Finding inspiration at the MIT Enterprise Forum
What do gene expressions, small rock bands, DNA molecules, user generated content, and the yellow brick road all have in common? Absolutely nothing, unless you attended the last MIT Enterprise Forum, held in Manchester.
This was only my third forum, and the last one was so interesting I decided to bring two business colleagues with me. One is a retired Texas Instruments engineer, entrepreneur and angel investor. The other, a global marketing guru.
After a little mingling, the show kicked off with ZS Genetics’ president and founder, William Glover. Glover was seeking feedback from the panel of experts about his go-to-market strategy and technology as the company seeks its next round of funding.
Whoever found this amazing panel gets a drink on me next time. We had the pleasure of hearing from the chairman of MSM Protein Technologies, a senior scientist from Evogene Inc., the managing partner of Still River Funds and a Ph.D. from Harvard Medical School. You can only imagine the layers of questions and comments they fired at Glover after his 20-minute comprehensive presentation.
Glover and his team have figured out a way to make genetic analysis more accurate by counting and analyzing our individual DNA molecules.

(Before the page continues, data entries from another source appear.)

use anyhow::Result;
use clap::Args;

#[derive(Args)]
pub struct VersionArgs {
    /// Show detailed version information
    #[arg(short = 'd', long = "detailed")]
    pub detailed: bool,
}

pub async fn execute(args: VersionArgs) -> Result<()> {
    let git_sha = option_env!("GIT_SHA").unwrap_or("unknown");

    println!("{} {} ({git_sha})", crate::PKG_NAME, crate::VERSION);
    if args.detailed {
        println!("Rust Edition: 2024");
        println!("Repository: {}", env!("CARGO_PKG_REPOSITORY"));
        println!("License: {}", env!("CARGO_PKG_LICENSE"));
        println!("Description: {}", crate::PKG_DESCRIPTION);
    }
    Ok(())
}
impl InventoryApi for MemoryInventory {
    fn execute_command(
        &self,
        reservation_id: &str,
        resource: &str,
        command: &str,
        _params: &BTreeMap<String, String>,
    ) -> InventoryResult<String> {
        let mut state = self.state();
        state.active_reservation(reservation_id)?;
        match command {
            "get_vms" => {
                let vms = state
                    .vms
                    .get(resource)
                    .ok_or_else(|| not_found("cloud provider", resource))?;
                Ok(serde_json::to_string(vms)?)
            }
            other => Err(InventoryError::api(
                COMMAND_FAILED_CODE,
                format!("command '{other}' is not supported by '{resource}'"),
            )),
        }
    }

    fn execute_connected_command(
        &self,
        reservation_id: &str,
        resource: &str,
        command: &str,
        _tag: &str,
    ) -> InventoryResult<String> {
        let mut state = self.state();
        if !state.active_reservation(reservation_id)?.members.contains(resource) {
            return Err(InventoryError::api(
                RESERVATION_CODE,
                format!("'{resource}' is not part of reservation '{reservation_id}'"),
            ));
        }
        let stored = state
            .resources
            .get(resource)
            .ok_or_else(|| not_found("resource", resource))?;
        if command != "remote_refresh_ip" {
            return Err(InventoryError::api(
                COMMAND_FAILED_CODE,
                format!("connected command '{command}' is not supported"),
            ));
        }
        if let Some(vm_path) = state.vm_path_of(stored) {
            if state.powered_off.contains(&vm_path) {
                return Err(InventoryError::api(
                    COMMAND_FAILED_CODE,
                    format!("VM '{vm_path}' is powered off"),
                ));
            }
        }
        state.journal.ip_refreshes.push(resource.to_string());
        Ok(String::new())
    }

    fn create_resource(
        &self,
        model: &str,
        name: &str,
        address: &str,
        folder: &str,
    ) -> InventoryResult<String> {
        let mut state = self.state();
        state.journal.create_attempts.push(name.to_string());
        if state.forced_collisions > 0 {
            state.forced_collisions -= 1;
            return Err(InventoryError::api(
                NAME_EXISTS_CODE,
                format!("resource '{name}' already exists"),
            ));
        }
        if state.resources.contains_key(name) {
            return Err(InventoryError::api(
                NAME_EXISTS_CODE,
                format!("resource '{name}' already exists"),
            ));
        }
        if !state.folders.contains(folder) {
            return Err(not_found("folder", folder));
        }
        state.resources.insert(
            name.to_string(),
            StoredResource {
                model: model.to_string(),
                folder: folder.to_string(),
                address: address.to_string(),
                attributes: BTreeMap::new(),
                vm_uid: None,
            },
        );
        Ok(name.to_string())
    }

    fn delete_resource(&self, resource: &str) -> InventoryResult<()> {
        let mut state = self.state();
        let name = state
            .resolve(resource)
            .ok_or_else(|| not_found("resource", resource))?;
        state.resources.remove(&name);
        for reservation in state.reservations.values_mut() {
            reservation.members.remove(&name);
        }
        state.journal.deleted.push(resource.to_string());
        Ok(())
    }

    fn set_attributes(
        &self,
        resource: &str,
        attributes: &BTreeMap<String, String>,
    ) -> InventoryResult<()> {
        let mut state = self.state();
        let stored = state
            .resources
            .get_mut(resource)
            .ok_or_else(|| not_found("resource", resource))?;
        stored
            .attributes
            .extend(attributes.iter().map(|(k, v)| (k.clone(), v.clone())));
        Ok(())
    }

    fn autoload(&self, resource: &str) -> InventoryResult<()> {
        let in_flight = self.autoloads_in_flight.fetch_add(1, Ordering::SeqCst) + 1;
        self.max_autoloads_in_flight
            .fetch_max(in_flight, Ordering::SeqCst);
        if let Some(latency) = self.latency {
            std::thread::sleep(latency);
        }
        let result = self.bind_vm(resource);
        self.autoloads_in_flight.fetch_sub(1, Ordering::SeqCst);
        result
    }

    fn resource_details(&self, resource: &str) -> InventoryResult<ResourceDetails> {
        let state = self.state();
        let stored = state
            .resources
            .get(resource)
            .ok_or_else(|| not_found("resource", resource))?;
        Ok(ResourceDetails {
            name: resource.to_string(),
            address: stored.address.clone(),
            vm_uid: stored.vm_uid.clone(),
        })
    }

    fn find_resources(&self, model: &str) -> InventoryResult<Vec<ResourceSummary>> {
        Ok(self
            .state()
            .resources
            .iter()
            .filter(|(_, r)| r.model == model)
            .map(|(name, r)| ResourceSummary {
                name: name.clone(),
                full_path: format!("{}/{}", r.folder, name),
                model: r.model.clone(),
            })
            .collect())
    }

    fn folder_content(&self, folder: &str) -> InventoryResult<Vec<FolderEntry>> {
        let state = self.state();
        if !state.folders.contains(folder) {
            return Err(not_found("folder", folder));
        }
        let prefix = format!("{folder}/");
        let sub_folders = state
            .folders
            .iter()
            .filter_map(|f| f.strip_prefix(&prefix))
            .filter(|rest| !rest.contains('/'))
            .map(|name| FolderEntry {
                name: name.to_string(),
                kind: EntryKind::Folder,
            });
        let resources = state
            .resources
            .iter()
            .filter(|(_, r)| r.folder == folder)
            .map(|(name, _)| FolderEntry {
                name: name.clone(),
                kind: EntryKind::Resource,
            });
        Ok(sub_folders.chain(resources).collect())
    }

    fn create_folder(&self, path: &str) -> InventoryResult<()> {
        let mut state = self.state();
        state.journal.created_folders.push(path.to_string());
        insert_folder_chain(&mut state.folders, path);
        Ok(())
    }

    fn add_to_reservation(
        &self,
        reservation_id: &str,
        resources: &[String],
    ) -> InventoryResult<()> {
        let mut state = self.state();
        if let Some(missing) = resources.iter().find(|r| !state.resources.contains_key(*r)) {
            return Err(not_found("resource", missing));
        }
        state
            .active_reservation(reservation_id)?
            .members
            .extend(resources.iter().cloned());
        state.journal.reservation_adds.push(resources.to_vec());
        Ok(())
    }

    fn remove_from_reservation(
        &self,
        reservation_id: &str,
        resources: &[String],
    ) -> InventoryResult<()> {
        let mut state = self.state();
        let reservation = state.active_reservation(reservation_id)?;
        for resource in resources {
            reservation.members.remove(resource);
        }
        state.journal.reservation_removes.push(resources.to_vec());
        Ok(())
    }

    fn refresh_vm_details(
        &self,
        reservation_id: &str,
        resources: Option<&[String]>,
    ) -> InventoryResult<()> {
        let mut state = self.state();
        state.active_reservation(reservation_id)?;
        if state.failing_detail_refresh {
            return Err(InventoryError::api(
                COMMAND_FAILED_CODE,
                "VM details refresh failed",
            ));
        }
        state
            .journal
            .detail_refreshes
            .push(resources.map(<[String]>::to_vec));
        Ok(())
    }

    fn create_reservation(
        &self,
        name: &str,
        owner: &str,
        _duration_minutes: u32,
    ) -> InventoryResult<String> {
        let mut state = self.state();
        state.next_reservation += 1;
        let id = format!("rsv-{}", state.next_reservation);
        state.reservations.insert(
            id.clone(),
            StoredReservation {
                name: name.to_string(),
                owner: owner.to_string(),
                members: BTreeSet::new(),
                active: true,
            },
        );
        Ok(id)
    }

    fn end_reservation(&self, reservation_id: &str) -> InventoryResult<()> {
        let mut state = self.state();
        let reservation = state.active_reservation(reservation_id)?;
        reservation.active = false;
        reservation.members.clear();
        Ok(())
    }

    fn current_reservations(&self, owner: &str) -> InventoryResult<Vec<ReservationSummary>> {
        Ok(self
            .state()
            .reservations
            .iter()
            .filter(|(_, r)| r.active && r.owner == owner)
            .map(|(id, r)| ReservationSummary {
                id: id.clone(),
                name: r.name.clone(),
            })
            .collect())
    }

    fn users(&self) -> InventoryResult<Vec<String>> {
        Ok(self.state().users.clone())
    }
}
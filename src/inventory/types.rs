use serde::{Deserialize, Serialize};

/// Provider error code reported when a resource name is already taken.
pub const NAME_EXISTS_CODE: &str = "114";

/// Errors surfaced by an inventory backend
#[derive(Debug, thiserror::Error)]
pub enum InventoryError {
    /// The inventory system processed the call and rejected it
    #[error("inventory API error {code}: {message}")]
    Api { code: String, message: String },

    #[error("inventory transport error: {0}")]
    Http(#[from] reqwest::Error),

    #[error("malformed inventory response: {0}")]
    Decode(#[from] serde_json::Error),

    #[error("invalid inventory client configuration: {0}")]
    Config(String),

    #[error("inventory reported no users to own the reservation")]
    NoUsers,
}

impl InventoryError {
    pub fn api(code: impl Into<String>, message: impl Into<String>) -> Self {
        Self::Api {
            code: code.into(),
            message: message.into(),
        }
    }

    /// True for provider-side failures, which callers may choose to recover from
    pub fn is_api(&self) -> bool {
        matches!(self, Self::Api { .. })
    }

    /// True when a create call collided with an existing resource name
    pub fn is_name_taken(&self) -> bool {
        matches!(self, Self::Api { code, .. } if code == NAME_EXISTS_CODE)
    }
}

pub type InventoryResult<T> = std::result::Result<T, InventoryError>;

/// One VM as reported by a cloud provider's `get_vms` command
#[derive(Debug, Clone, PartialEq, Eq, Serialize, Deserialize)]
pub struct VmEntry {
    pub path: String,
    pub uuid: String,
}

impl VmEntry {
    pub fn new(path: impl Into<String>, uuid: impl Into<String>) -> Self {
        Self {
            path: path.into(),
            uuid: uuid.into(),
        }
    }
}

/// Live details of an inventory resource
#[derive(Debug, Clone, PartialEq, Eq, Serialize, Deserialize)]
pub struct ResourceDetails {
    pub name: String,
    pub address: String,
    /// Unique identifier of the VM bound to this resource, once autoloaded
    #[serde(default)]
    pub vm_uid: Option<String>,
}

#[derive(Debug, Clone, PartialEq, Eq, Serialize, Deserialize)]
pub struct ResourceSummary {
    pub name: String,
    pub full_path: String,
    pub model: String,
}

#[derive(Debug, Clone, Copy, PartialEq, Eq, Serialize, Deserialize)]
pub enum EntryKind {
    Resource,
    Folder,
    #[serde(other)]
    Other,
}

/// A direct child of an inventory folder
#[derive(Debug, Clone, PartialEq, Eq, Serialize, Deserialize)]
pub struct FolderEntry {
    pub name: String,
    #[serde(rename = "type")]
    pub kind: EntryKind,
}

#[derive(Debug, Clone, PartialEq, Eq, Serialize, Deserialize)]
pub struct ReservationSummary {
    pub id: String,
    pub name: String,
}

#[cfg(test)]
mod tests {
    use super::*;

    #[test]
    fn test_name_taken_only_for_collision_code() {
        assert!(InventoryError::api("114", "exists").is_name_taken());
        assert!(!InventoryError::api("115", "other").is_name_taken());
        assert!(!InventoryError::NoUsers.is_name_taken());
        assert!(!InventoryError::NoUsers.is_api());
    }

    #[test]
    fn test_folder_entry_wire_shape() {
        let entries: Vec<FolderEntry> = serde_json::from_str(
            r#"[{"name": "vm1", "type": "Resource"}, {"name": "DC", "type": "Folder"}, {"name": "x", "type": "Service"}]"#,
        )
        .unwrap();

        assert_eq!(entries[0].kind, EntryKind::Resource);
        assert_eq!(entries[1].kind, EntryKind::Folder);
        assert_eq!(entries[2].kind, EntryKind::Other);
    }

    #[test]
    fn test_resource_details_without_vm() {
        let details: ResourceDetails =
            serde_json::from_str(r#"{"name": "vm1", "address": "N.A"}"#).unwrap();
        assert_eq!(details.vm_uid, None);
    }
}
use std::path::Path;
use std::sync::Arc;

use anyhow::{Context, Result};
use clap::Args;

use crate::cli::Output;
use crate::config::{CliOverrides, ScoutConfig};
use crate::discovery::DiscoveryOrchestrator;
use crate::inventory::{InventoryApi, Sandbox};

#[derive(Args, Debug, Default)]
pub struct ClearArgs {
    /// Cloud provider whose reservation is used; defaults to the first configured one
    #[arg(long = "cloud-provider", value_name = "NAME")]
    pub cloud_provider: Option<String>,
}

pub async fn execute(args: ClearArgs, config_path: Option<&Path>, output: &Output) -> Result<()> {
    let overrides = CliOverrides {
        cloud_providers: args.cloud_provider,
        ..CliOverrides::default()
    };
    let config = ScoutConfig::load_with(config_path, &overrides)?;
    config.validate()?;

    let cp_name = config
        .discovery
        .cloud_provider_names()
        .into_iter()
        .next()
        .context("No cloud provider configured")?;

    output.step(&format!(
        "Deleting every '{}' resource",
        config.discovery.resource_model
    ));
    let model = config.discovery.resource_model.clone();
    let deleted = tokio::task::spawn_blocking(move || -> Result<usize> {
        let inventory: Arc<dyn InventoryApi> = Arc::new(config.inventory.connect()?);
        clear_resources(&config, inventory, &cp_name)
    })
    .await
    .context("Clear task panicked")??;

    output.success(&format!("Deleted {deleted} '{model}' resources"));
    Ok(())
}

/// Delete every resource of the configured model, returning how many went
pub fn clear_resources(
    config: &ScoutConfig,
    inventory: Arc<dyn InventoryApi>,
    cp_name: &str,
) -> Result<usize> {
    let reservation = &config.reservation;
    let sandbox = Sandbox::open(
        inventory,
        &reservation.reservation_name(cp_name),
        reservation.owner(),
        reservation.duration_minutes,
    )
    .with_context(|| format!("Failed to open reservation for {cp_name}"))?;

    let deleted =
        DiscoveryOrchestrator::new(sandbox.api().clone(), config.discovery.template(cp_name))
            .clear();
    let closed = sandbox.close();
    let deleted = deleted.context("Failed to clear resources")?;
    closed.context("Failed to end reservation")?;
    Ok(deleted)
}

One aspect of the proprietary offering is called Gene Expression and the other is DNA Sequencing. Today, it’s cost-prohibitive to have our genes analyzed as part of our standard health evaluation. Gene Expression changes all of that by offering a cost-effective option. In fact, rather than taking a large sample of human tissue to analyze, surgeons would only have to take a few cells.
ZS Genetics is the only company in the world that can count individual molecules from a single cell. What might be a technical challenge is the clock speed of the digital camera that’s used to capture the image of the molecules that the algorithm runs against.

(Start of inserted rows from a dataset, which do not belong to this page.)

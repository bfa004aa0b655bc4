//! Command implementations for the vmscout CLI

pub mod clear;
pub mod config;
pub mod discover;
pub mod version;
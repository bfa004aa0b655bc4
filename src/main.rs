use anyhow::Result;
use clap::Parser;

use vmscout::Cli;

#[tokio::main]
async fn main() -> Result<()> {
    let cli = Cli::parse();
    cli.run().await
}
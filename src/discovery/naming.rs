use crate::inventory::InventoryApi;

use super::error::{DiscoveryError, DiscoveryResult};
use super::path::{ResourcePath, unique_name};

/// Create attempts before name allocation gives up
pub const MAX_NAME_ATTEMPTS: usize = 10;

/// Creates a resource under a unique name, retrying name collisions
///
/// Other creators (including other discovery runs) may take a name between
/// our lookup and our create call, so a collision is expected contention and
/// is retried with a random suffix. Every other error is fatal.
pub struct NameAllocator<'a> {
    api: &'a dyn InventoryApi,
    max_attempts: usize,
}

impl<'a> NameAllocator<'a> {
    pub fn new(api: &'a dyn InventoryApi) -> Self {
        Self {
            api,
            max_attempts: MAX_NAME_ATTEMPTS,
        }
    }

    pub fn with_max_attempts(mut self, max_attempts: usize) -> Self {
        self.max_attempts = max_attempts.max(1);
        self
    }

    /// Create the resource and write the name the inventory settled on back into `path`
    pub fn allocate(
        &self,
        path: &mut ResourcePath,
        model: &str,
        address: &str,
    ) -> DiscoveryResult<String> {
        let base = path.name().to_string();
        let mut candidate = base.clone();

        for attempt in 1..=self.max_attempts {
            match self
                .api
                .create_resource(model, &candidate, address, path.folders())
            {
                Ok(name) => {
                    path.set_name(&name);
                    return Ok(name);
                }
                Err(e) if e.is_name_taken() => {
                    tracing::debug!(name = %candidate, attempt, "resource name taken, retrying with suffix");
                    // Always suffix the base so re-runs still match the lookup pattern
                    candidate = unique_name(&base);
                }
                Err(e) => return Err(e.into()),
            }
        }

        Err(DiscoveryError::NameAllocationExhausted {
            name: base,
            attempts: self.max_attempts,
        })
    }
}

#[cfg(test)]
mod tests {
    use super::*;
    use crate::discovery::path::name_pattern;
    use crate::inventory::{InventoryError, MemoryInventory};

    fn prepared(inventory: &MemoryInventory) -> ResourcePath {
        let path = ResourcePath::create("vc", "DC/web");
        path.create_folders(inventory).unwrap();
        path
    }

    #[test]
    fn test_first_attempt_keeps_name() {
        let inventory = MemoryInventory::new();
        let mut path = prepared(&inventory);

        let name = NameAllocator::new(&inventory)
            .allocate(&mut path, "M", "N.A")
            .unwrap();

        assert_eq!(name, "web");
        assert_eq!(path.as_str(), "Discovered VMs/vc/DC/web");
        assert_eq!(inventory.journal().create_attempts, vec!["web".to_string()]);
    }

    #[test]
    fn test_collisions_retry_with_suffix() {
        let inventory = MemoryInventory::new();
        let mut path = prepared(&inventory);
        inventory.force_name_collisions(9);

        let name = NameAllocator::new(&inventory)
            .allocate(&mut path, "M", "N.A")
            .unwrap();

        let attempts = inventory.journal().create_attempts;
        assert_eq!(attempts.len(), 10);
        assert_eq!(attempts[0], "web");
        assert!(name_pattern("web").unwrap().is_match(&name));
        assert_ne!(name, "web");
        assert_eq!(path.name(), name);
    }

    #[test]
    fn test_suffix_is_not_stacked() {
        let inventory = MemoryInventory::new();
        let mut path = prepared(&inventory);
        inventory.force_name_collisions(3);

        NameAllocator::new(&inventory)
            .allocate(&mut path, "M", "N.A")
            .unwrap();

        for attempt in &inventory.journal().create_attempts[1..] {
            assert_eq!(attempt.len(), "web-0000".len(), "unexpected candidate {attempt}");
        }
    }

    #[test]
    fn test_exhaustion_is_reported() {
        let inventory = MemoryInventory::new();
        let mut path = prepared(&inventory);
        inventory.force_name_collisions(10);

        let err = NameAllocator::new(&inventory)
            .allocate(&mut path, "M", "N.A")
            .unwrap_err();

        assert!(matches!(
            err,
            DiscoveryError::NameAllocationExhausted { ref name, attempts: 10 } if name == "web"
        ));
        assert_eq!(path.name(), "web");
        assert!(inventory.resource_names().is_empty());
    }

    #[test]
    fn test_other_errors_are_not_retried() {
        let inventory = MemoryInventory::new();
        // Folder never created
        let mut path = ResourcePath::create("vc", "DC/web");

        let err = NameAllocator::new(&inventory)
            .allocate(&mut path, "M", "N.A")
            .unwrap_err();

        assert!(matches!(err, DiscoveryError::Inventory(InventoryError::Api { .. })));
        assert_eq!(inventory.journal().create_attempts.len(), 1);
    }

    #[test]
    fn test_custom_attempt_bound() {
        let inventory = MemoryInventory::new();
        let mut path = prepared(&inventory);
        inventory.force_name_collisions(2);

        let err = NameAllocator::new(&inventory)
            .with_max_attempts(2)
            .allocate(&mut path, "M", "N.A")
            .unwrap_err();

        assert!(matches!(err, DiscoveryError::NameAllocationExhausted { attempts: 2, .. }));
    }
}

On the business side, Glover was advised to clarify how the offering would be priced, packaged, distributed, marketed and sold. It’s clear that Glover has thought through the technology, down to counting molecules, but needed some pointers on how to target this to research labs and articulate a solid sell-through model.
One question was, how many would a research lab need to purchase? How can they be packaged, given that part of the solution is using standard equipment that a lab may already own? Who can you align with in this elephant market?
I’m sure Glover will find the right sales and marketing people to help him sort this out. When the Ph.D. from Harvard Medical School says that he would pay to have his genes sequenced to figure out what type of diseases he might be susceptible to, that says it all.
The next presenter was Gary Wheeler, president and CEO of Yellow Brick Road Entertainment. This presentation was radically different from the first. Gary streamed video clips off the Web of emerging rock bands playing music, being interviewed, and showing us life backstage for these potential rock stars. Watching the camera follow one of these headbangers from the stage to a party was fun. We got to meet his friends, watch them drink beer and throw Frisbees outside. Cool.
So what’s the concept here? Gary has figured out with a solid business plan and through research that UGC rocks (user generated content). UGC is what Internet media companies are capitalizing on. His offering is called BandDigs. It’s just like a reality show, but on the Internet with artists. Fans of bands want to be able to watch concerts via live webcasts, get to know the stars individually, watch them interact with fans, listen to formal interviews, and talk in a one-on-one in a video session.
Users can watch free live video broadcasts, see behind the scenes, go backstage via video content and interviews, download video clips or concert clips, upload concert footage they want to contribute, and be able to meet and greet the music community. They’re already accustomed to MySpace, YouTube, Yahoo Music and other portals, so BandDigs is a natural.
How can Yellow Brick Road Entertainment Company monetize this concept? Through sales and advertising. The game goes like this: get as much traction as possible by attracting and retaining a large user base, and then sell advertising to sponsors and start charging for services like a one-on-one chat with a band member or through subscriptions.
This panel also was amazing: Lauren Bigelow, vice president and general manger of WeeWorld; Deepak Gursaheney, chief technology officer of ActiveEdge; Jack Brenham, an information science and business major at Northeastern University (and target demographic for BandDigs); and Fred Bramante, chairman and CEO of Daddy’s Junky Music.
They liked the idea of attracting users free of charge initially, since this is the only proven way in this model to make money. The advice was to plan on scaling by 10,000 users per day, and you must be prepared for this type of growth if you’re going to be successful. That means whoever is hosting this service should have the bandwidth and storage to burst with the popularity of the site.
Getting ahead of the pack and using viral marketing to build a loyal community quickly are critical success factors.
After the forum, my guests and I went out for a late-night dinner to marvel over these innovative new companies. Our angel investor friend was intrigued. You just never know who you’ll meet at this event – they might just have deep pockets!